Ca2+ uptake and cellular integrity in rat EDL muscle exposed to electrostimulation, electroporation, or A23187

We tested the hypothesis that increased Ca2+ uptake in rat extensor digitorum longus (EDL) muscle elicits cell membrane damage as assessed from release of the intracellular enzyme lactate dehydrogenase (LDH). This was done by using 1) electrostimulation, 2) electroporation, and 3) the Ca2+ ionophore A23187. Stimulation at 1 Hz for 120-240 min caused an increase in Ca-45 uptake that was closely correlated to LDH release. This LDH release increased markedly with temperature. After 120 min of stimulation at 1 Hz, resting Ca-45 uptake was increased 5.6-fold compared with unstimulated muscles. This was associated with an eightfold increase in LDH release, and this effect was halved by lowering extracellular Ca2+ concentration ([Ca2+](o)). The poststimulatory increase in resting Ca-45 uptake persisted for at least 120 min. An acute increase in sarcolemma leakiness induced by electroporation markedly increased Ca-45 uptake and LDH leakage. Both effects depended on [Ca2+](o). A23187 increased Ca-45 uptake.
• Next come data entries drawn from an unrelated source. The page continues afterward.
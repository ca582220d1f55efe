//! ESPN API scraper for NFL games, teams and boxscores
//!
//! The scoreboard, summary and team endpoints return loosely-typed JSON
//! (numbers arrive as strings in several places), so everything is parsed
//! leniently and missing structure is reported as a scraper error naming the
//! path that failed.

use crate::{Conference, Division, GameId, NflError, PlayerGameStat, PlayerId, Result, Team, TeamId};
use chrono::NaiveDate;
use serde_json::Value;
use std::collections::HashMap;

const SOURCE: &str = "espn";

/// A game as extracted from one scoreboard event, before boxscore and
/// weather enrichment
#[derive(Debug, Clone)]
pub struct ScrapedGame {
    pub id: GameId,
    pub gameday: NaiveDate,
    pub season: u16,
    /// Flattened week number: postseason weeks offset by +18 (+17 before
    /// the 2021 season), preseason weeks shifted down by 5
    pub week: i16,
    pub home_team: TeamId,
    pub home_name: String,
    pub home_display_name: String,
    pub home_score: u32,
    pub away_team: TeamId,
    pub away_name: String,
    pub away_display_name: String,
    pub away_score: u32,
}

/// Team-level totals read from a game summary
#[derive(Debug, Clone, Copy)]
pub struct BoxscoreTotals {
    /// Conversions over attempts; zero attempts read as 0.0
    pub home_third_down_pct: f64,
    pub away_third_down_pct: f64,
    /// Time of possession in minutes
    pub home_time_possession: f64,
    pub away_time_possession: f64,
}

/// Everything a game summary contributes: team totals, per-player stat
/// lines, and the athlete names seen along the way
#[derive(Debug)]
pub struct ScrapedBoxscore {
    pub totals: BoxscoreTotals,
    pub player_stats: Vec<PlayerGameStat>,
    pub player_names: Vec<(PlayerId, String)>,
}

/// Scraper for ESPN's public NFL API
pub struct EspnScraper {
    client: reqwest::blocking::Client,
}

impl Default for EspnScraper {
    fn default() -> Self {
        Self::new()
    }
}

impl EspnScraper {
    pub fn new() -> Self {
        let client = reqwest::blocking::Client::builder()
            .user_agent("nflstats/0.1")
            .timeout(std::time::Duration::from_secs(30))
            .build()
            .expect("Failed to create HTTP client");
        EspnScraper { client }
    }

    fn scoreboard_url(year: u16) -> String {
        format!(
            "https://site.api.espn.com/apis/site/v2/sports/football/nfl/scoreboard?limit=1000&dates={}",
            year
        )
    }

    fn summary_url(game: GameId) -> String {
        format!(
            "https://site.api.espn.com/apis/site/v2/sports/football/nfl/summary?event={}",
            game.0
        )
    }

    fn team_url(team: TeamId) -> String {
        format!(
            "https://site.api.espn.com/apis/site/v2/sports/football/nfl/teams/{}",
            team.0
        )
    }

    /// Fetch the raw scoreboard events for a calendar year
    pub fn fetch_events(&self, year: u16) -> Result<Vec<Value>> {
        let body: Value = self.client.get(Self::scoreboard_url(year)).send()?.json()?;
        match body.get("events").and_then(Value::as_array) {
            Some(events) => Ok(events.clone()),
            None => Err(scrape_error(format!(
                "Scoreboard for {} has no events array",
                year
            ))),
        }
    }

    /// Fetch and parse the boxscore summary for one game
    pub fn fetch_boxscore(&self, game: GameId) -> Result<ScrapedBoxscore> {
        let body: Value = self.client.get(Self::summary_url(game)).send()?.json()?;
        let boxscore = body
            .get("boxscore")
            .ok_or_else(|| scrape_error(format!("Summary for {} has no boxscore", game)))?;
        parse_boxscore(game, boxscore)
    }

    /// Fetch one team's metadata
    pub fn fetch_team(&self, team: TeamId) -> Result<Team> {
        let body: Value = self.client.get(Self::team_url(team)).send()?.json()?;
        let data = body
            .get("team")
            .ok_or_else(|| scrape_error(format!("Team response for {} has no team", team)))?;
        parse_team(data)
    }
}

/// Pro bowl events carry the conference names (or the Rice/Irvin squads of
/// recent editions) in their short name; they carry no signal and skew
/// rolling stats, so ingestion drops them. The super bowl short name never
/// matches these.
pub fn is_pro_bowl(event: &Value) -> bool {
    let Some(short_name) = event.get("shortName").and_then(Value::as_str) else {
        return false;
    };
    short_name == "AFC VS NFC"
        || short_name == "NFC VS AFC"
        || short_name.contains("IRV")
        || short_name.contains("RIC")
}

/// Extract the game attributes from one scoreboard event
pub fn extract_game(event: &Value) -> Result<ScrapedGame> {
    let id = GameId(lenient_i64(require(event, "id")?, "id")?);
    let date_str = require(event, "date")?
        .as_str()
        .ok_or_else(|| scrape_error("Event date is not a string".to_string()))?;
    // Event dates look like 2023-09-10T17:00Z; only the day matters here
    let day = date_str.split('T').next().unwrap_or(date_str);
    let gameday = NaiveDate::parse_from_str(day, "%Y-%m-%d")
        .map_err(|_| scrape_error(format!("Unparseable event date: {}", date_str)))?;

    let season = lenient_i64(require(require(event, "season")?, "year")?, "season.year")? as u16;
    let season_type = lenient_i64(require(require(event, "season")?, "type")?, "season.type")?;
    let mut week = lenient_i64(require(require(event, "week")?, "number")?, "week.number")? as i16;
    // ESPN restarts the week count for the postseason and preseason
    if season_type == 3 {
        week += if season >= 2021 { 18 } else { 17 };
    } else if season_type == 1 {
        week -= 5;
    }

    let competition = event
        .get("competitions")
        .and_then(|c| c.get(0))
        .ok_or_else(|| scrape_error(format!("Event {} has no competitions", id)))?;
    let competitors = competition
        .get("competitors")
        .and_then(Value::as_array)
        .filter(|c| c.len() >= 2)
        .ok_or_else(|| scrape_error(format!("Event {} has no competitors", id)))?;

    // Before 2023 the short name lives under a different key
    let name_key = if season >= 2023 {
        "name"
    } else {
        "shortDisplayName"
    };
    let home = parse_competitor(&competitors[0], name_key)?;
    let away = parse_competitor(&competitors[1], name_key)?;

    Ok(ScrapedGame {
        id,
        gameday,
        season,
        week,
        home_team: home.0,
        home_name: home.1,
        home_display_name: home.2,
        home_score: home.3,
        away_team: away.0,
        away_name: away.1,
        away_display_name: away.2,
        away_score: away.3,
    })
}

fn parse_competitor(competitor: &Value, name_key: &str) -> Result<(TeamId, String, String, u32)> {
    let id = TeamId(lenient_i64(require(competitor, "id")?, "competitor.id")?);
    let team = require(competitor, "team")?;
    let name = require(team, name_key)?
        .as_str()
        .unwrap_or_default()
        .to_string();
    let display_name = require(team, "displayName")?
        .as_str()
        .unwrap_or_default()
        .to_string();
    let score = lenient_i64(require(competitor, "score")?, "competitor.score")? as u32;
    Ok((id, name, display_name, score))
}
Concomitantly, LDH leakage increased 18-fold within 30 min, and this effect was abolished by omitting Ca2+ from the buffer. We conclude that increased Ca2+ influx may be an important cause of cell membrane damage that arises during and after exercise or electrical shocks. Because membrane damage allows further influx of Ca2+, this results in positive feedback that may further increase membrane degeneration.